:: Task description ::
Please reproduce the data below exactly, from the first line to the last.

:: Data records ::
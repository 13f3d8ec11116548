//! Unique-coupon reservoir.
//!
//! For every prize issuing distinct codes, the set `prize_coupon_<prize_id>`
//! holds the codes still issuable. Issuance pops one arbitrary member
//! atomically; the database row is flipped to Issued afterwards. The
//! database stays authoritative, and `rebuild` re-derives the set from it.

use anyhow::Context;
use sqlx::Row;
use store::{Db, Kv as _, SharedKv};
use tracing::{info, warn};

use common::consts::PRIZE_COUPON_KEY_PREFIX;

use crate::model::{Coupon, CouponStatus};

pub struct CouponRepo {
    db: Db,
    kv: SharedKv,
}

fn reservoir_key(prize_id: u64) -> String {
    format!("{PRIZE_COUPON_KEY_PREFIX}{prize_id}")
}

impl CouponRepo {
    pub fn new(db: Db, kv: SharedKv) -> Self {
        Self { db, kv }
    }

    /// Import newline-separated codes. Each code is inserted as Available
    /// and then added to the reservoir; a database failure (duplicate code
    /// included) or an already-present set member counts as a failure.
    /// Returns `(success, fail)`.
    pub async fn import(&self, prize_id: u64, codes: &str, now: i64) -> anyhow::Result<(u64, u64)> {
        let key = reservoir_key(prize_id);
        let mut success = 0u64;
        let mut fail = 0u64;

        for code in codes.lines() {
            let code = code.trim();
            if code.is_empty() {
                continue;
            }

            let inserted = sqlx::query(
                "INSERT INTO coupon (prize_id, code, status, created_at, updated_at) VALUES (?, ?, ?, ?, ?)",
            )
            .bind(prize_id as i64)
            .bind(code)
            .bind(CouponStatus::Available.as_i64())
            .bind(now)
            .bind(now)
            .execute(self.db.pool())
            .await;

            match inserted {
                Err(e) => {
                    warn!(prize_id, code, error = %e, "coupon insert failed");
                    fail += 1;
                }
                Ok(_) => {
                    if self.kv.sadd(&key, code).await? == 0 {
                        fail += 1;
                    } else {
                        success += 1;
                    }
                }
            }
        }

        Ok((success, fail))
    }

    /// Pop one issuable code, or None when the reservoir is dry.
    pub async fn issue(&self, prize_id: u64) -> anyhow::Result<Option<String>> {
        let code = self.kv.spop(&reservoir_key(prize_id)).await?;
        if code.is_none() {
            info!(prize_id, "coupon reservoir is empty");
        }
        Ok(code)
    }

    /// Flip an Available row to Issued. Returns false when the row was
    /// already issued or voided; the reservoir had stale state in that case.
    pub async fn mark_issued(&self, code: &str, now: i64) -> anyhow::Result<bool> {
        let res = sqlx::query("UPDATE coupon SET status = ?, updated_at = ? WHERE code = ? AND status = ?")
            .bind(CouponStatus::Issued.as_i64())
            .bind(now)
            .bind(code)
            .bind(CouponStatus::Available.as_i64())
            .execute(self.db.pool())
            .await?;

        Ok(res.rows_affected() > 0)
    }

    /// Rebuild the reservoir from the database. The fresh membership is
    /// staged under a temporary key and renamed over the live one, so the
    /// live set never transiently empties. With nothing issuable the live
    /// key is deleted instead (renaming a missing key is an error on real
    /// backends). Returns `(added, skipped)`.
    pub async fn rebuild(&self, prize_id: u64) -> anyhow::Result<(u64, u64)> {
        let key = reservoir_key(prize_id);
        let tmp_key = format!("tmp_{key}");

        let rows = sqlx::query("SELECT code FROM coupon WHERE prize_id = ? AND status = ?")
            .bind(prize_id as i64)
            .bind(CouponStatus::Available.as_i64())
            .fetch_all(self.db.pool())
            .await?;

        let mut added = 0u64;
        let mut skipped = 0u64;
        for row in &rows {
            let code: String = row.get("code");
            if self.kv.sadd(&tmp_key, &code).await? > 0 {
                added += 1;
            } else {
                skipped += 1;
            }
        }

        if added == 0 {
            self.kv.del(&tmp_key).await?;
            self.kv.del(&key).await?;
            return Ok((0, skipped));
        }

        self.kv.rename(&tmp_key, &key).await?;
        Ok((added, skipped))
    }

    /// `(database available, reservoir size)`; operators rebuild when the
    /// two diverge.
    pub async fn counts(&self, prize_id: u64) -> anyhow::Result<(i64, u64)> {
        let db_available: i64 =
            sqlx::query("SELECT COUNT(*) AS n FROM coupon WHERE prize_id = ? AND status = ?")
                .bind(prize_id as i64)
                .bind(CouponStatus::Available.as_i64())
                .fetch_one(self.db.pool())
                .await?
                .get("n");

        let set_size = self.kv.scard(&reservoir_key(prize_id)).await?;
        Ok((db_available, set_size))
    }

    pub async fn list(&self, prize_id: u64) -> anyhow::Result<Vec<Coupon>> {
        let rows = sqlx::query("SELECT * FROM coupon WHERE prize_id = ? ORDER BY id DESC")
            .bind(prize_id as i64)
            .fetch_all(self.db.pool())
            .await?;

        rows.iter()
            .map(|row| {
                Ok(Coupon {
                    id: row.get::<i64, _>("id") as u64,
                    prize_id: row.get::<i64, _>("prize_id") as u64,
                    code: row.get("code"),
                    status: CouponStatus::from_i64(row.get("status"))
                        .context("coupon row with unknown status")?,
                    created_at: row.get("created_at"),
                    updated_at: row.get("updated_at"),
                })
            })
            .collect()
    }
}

:: Answer to this problem ::
repository 13f3d8ec11116548
//! Unique-coupon reservoir.
//!
//! For every prize issuing distinct codes, the set `prize_coupon_<prize_id>`
//! holds the codes still issuable. Issuance pops one arbitrary member
//! atomically; the database row is flipped to Issued afterwards. The
//! database stays authoritative, and `rebuild` re-derives the set from it.

use anyhow::Context;
use sqlx::Row;
use store::{Db, Kv as _, SharedKv};
use tracing::{info, warn};

use common::consts::PRIZE_COUPON_KEY_PREFIX;

use crate::model::{Coupon, CouponStatus};

pub struct CouponRepo {
    db: Db,
    kv: SharedKv,
}

fn reservoir_key(prize_id: u64) -> String {
    format!("{PRIZE_COUPON_KEY_PREFIX}{prize_id}")
}

impl CouponRepo {
    pub fn new(db: Db, kv: SharedKv) -> Self {
        Self { db, kv }
    }

    /// Import newline-separated codes. Each code is inserted as Available
    /// and then added to the reservoir; a database failure (duplicate code
    /// included) or an already-present set member counts as a failure.
    /// Returns `(success, fail)`.
    pub async fn import(&self, prize_id: u64, codes: &str, now: i64) -> anyhow::Result<(u64, u64)> {
        let key = reservoir_key(prize_id);
        let mut success = 0u64;
        let mut fail = 0u64;

        for code in codes.lines() {
            let code = code.trim();
            if code.is_empty() {
                continue;
            }

            let inserted = sqlx::query(
                "INSERT INTO coupon (prize_id, code, status, created_at, updated_at) VALUES (?, ?, ?, ?, ?)",
            )
            .bind(prize_id as i64)
            .bind(code)
            .bind(CouponStatus::Available.as_i64())
            .bind(now)
            .bind(now)
            .execute(self.db.pool())
            .await;

            match inserted {
                Err(e) => {
                    warn!(prize_id, code, error = %e, "coupon insert failed");
                    fail += 1;
                }
                Ok(_) => {
                    if self.kv.sadd(&key, code).await? == 0 {
                        fail += 1;
                    } else {
                        success += 1;
                    }
                }
            }
        }

        Ok((success, fail))
    }

    /// Pop one issuable code, or None when the reservoir is dry.
    pub async fn issue(&self, prize_id: u64) -> anyhow::Result<Option<String>> {
        let code = self.kv.spop(&reservoir_key(prize_id)).await?;
        if code.is_none() {
            info!(prize_id, "coupon reservoir is empty");
        }
        Ok(code)
    }

    /// Flip an Available row to Issued. Returns false when the row was
    /// already issued or voided; the reservoir had stale state in that case.
    pub async fn mark_issued(&self, code: &str, now: i64) -> anyhow::Result<bool> {
        let res = sqlx::query("UPDATE coupon SET status = ?, updated_at = ? WHERE code = ? AND status = ?")
            .bind(CouponStatus::Issued.as_i64())
            .bind(now)
            .bind(code)
            .bind(CouponStatus::Available.as_i64())
            .execute(self.db.pool())
            .await?;

        Ok(res.rows_affected() > 0)
    }

    /// Rebuild the reservoir from the database. The fresh membership is
    /// staged under a temporary key and renamed over the live one, so the
    /// live set never transiently empties. With nothing issuable the live
    /// key is deleted instead (renaming a missing key is an error on real
    /// backends). Returns `(added, skipped)`.
    pub async fn rebuild(&self, prize_id: u64) -> anyhow::Result<(u64, u64)> {
        let key = reservoir_key(prize_id);
        let tmp_key = format!("tmp_{key}");

        let rows = sqlx::query("SELECT code FROM coupon WHERE prize_id = ? AND status = ?")
            .bind(prize_id as i64)
            .bind(CouponStatus::Available.as_i64())
            .fetch_all(self.db.pool())
            .await?;

        let mut added = 0u64;
        let mut skipped = 0u64;
        for row in &rows {
            let code: String = row.get("code");
            if self.kv.sadd(&tmp_key, &code).await? > 0 {
                added += 1;
            } else {
                skipped += 1;
            }
        }

        if added == 0 {
            self.kv.del(&tmp_key).await?;
            self.kv.del(&key).await?;
            return Ok((0, skipped));
        }

        self.kv.rename(&tmp_key, &key).await?;
        Ok((added, skipped))
    }

    /// `(database available, reservoir size)`; operators rebuild when the
    /// two diverge.
    pub async fn counts(&self, prize_id: u64) -> anyhow::Result<(i64, u64)> {
        let db_available: i64 =
            sqlx::query("SELECT COUNT(*) AS n FROM coupon WHERE prize_id = ? AND status = ?")
                .bind(prize_id as i64)
                .bind(CouponStatus::Available.as_i64())
                .fetch_one(self.db.pool())
                .await?
                .get("n");

        let set_size = self.kv.scard(&reservoir_key(prize_id)).await?;
        Ok((db_available, set_size))
    }

    pub async fn list(&self, prize_id: u64) -> anyhow::Result<Vec<Coupon>> {
        let rows = sqlx::query("SELECT * FROM coupon WHERE prize_id = ? ORDER BY id DESC")
            .bind(prize_id as i64)
            .fetch_all(self.db.pool())
            .await?;

        rows.iter()
            .map(|row| {
                Ok(Coupon {
                    id: row.get::<i64, _>("id") as u64,
                    prize_id: row.get::<i64, _>("prize_id") as u64,
                    code: row.get("code"),
                    status: CouponStatus::from_i64(row.get("status"))
                        .context("coupon row with unknown status")?,
                    created_at: row.get("created_at"),
                    updated_at: row.get("updated_at"),
                })
            })
            .collect()
    }
}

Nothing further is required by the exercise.